Records supplied —
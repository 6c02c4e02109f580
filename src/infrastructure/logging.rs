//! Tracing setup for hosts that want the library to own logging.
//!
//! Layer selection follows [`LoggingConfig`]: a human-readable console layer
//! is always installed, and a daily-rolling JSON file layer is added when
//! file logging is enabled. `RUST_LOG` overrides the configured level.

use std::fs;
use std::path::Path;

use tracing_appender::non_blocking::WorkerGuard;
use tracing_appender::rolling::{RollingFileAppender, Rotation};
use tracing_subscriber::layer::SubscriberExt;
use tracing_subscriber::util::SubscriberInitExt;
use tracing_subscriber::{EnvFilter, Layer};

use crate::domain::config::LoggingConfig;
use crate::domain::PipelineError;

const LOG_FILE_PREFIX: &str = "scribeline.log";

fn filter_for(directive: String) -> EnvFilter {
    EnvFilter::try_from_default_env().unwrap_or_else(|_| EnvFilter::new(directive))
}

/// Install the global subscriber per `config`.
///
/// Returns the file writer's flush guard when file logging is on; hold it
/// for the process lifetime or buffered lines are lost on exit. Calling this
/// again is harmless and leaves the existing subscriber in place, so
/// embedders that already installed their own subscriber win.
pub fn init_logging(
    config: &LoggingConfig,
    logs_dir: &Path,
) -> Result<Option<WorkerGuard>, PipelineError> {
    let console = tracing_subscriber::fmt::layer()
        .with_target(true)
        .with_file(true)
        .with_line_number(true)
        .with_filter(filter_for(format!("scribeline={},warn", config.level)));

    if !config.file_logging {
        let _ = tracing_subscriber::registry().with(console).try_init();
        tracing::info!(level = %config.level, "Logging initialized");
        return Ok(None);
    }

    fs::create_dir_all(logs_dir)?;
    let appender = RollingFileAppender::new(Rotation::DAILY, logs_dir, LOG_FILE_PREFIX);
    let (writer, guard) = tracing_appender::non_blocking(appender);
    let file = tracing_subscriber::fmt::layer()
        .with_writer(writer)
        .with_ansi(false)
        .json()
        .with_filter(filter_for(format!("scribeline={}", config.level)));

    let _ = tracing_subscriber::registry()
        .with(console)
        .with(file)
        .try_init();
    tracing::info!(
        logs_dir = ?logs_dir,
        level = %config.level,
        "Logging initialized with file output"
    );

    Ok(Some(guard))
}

Work task — From the data above, copy each line that has the string "console".

Problem solution —
//! Layer selection follows [`LoggingConfig`]: a human-readable console layer
    let console = tracing_subscriber::fmt::layer()
        let _ = tracing_subscriber::registry().with(console).try_init();
        .with(console)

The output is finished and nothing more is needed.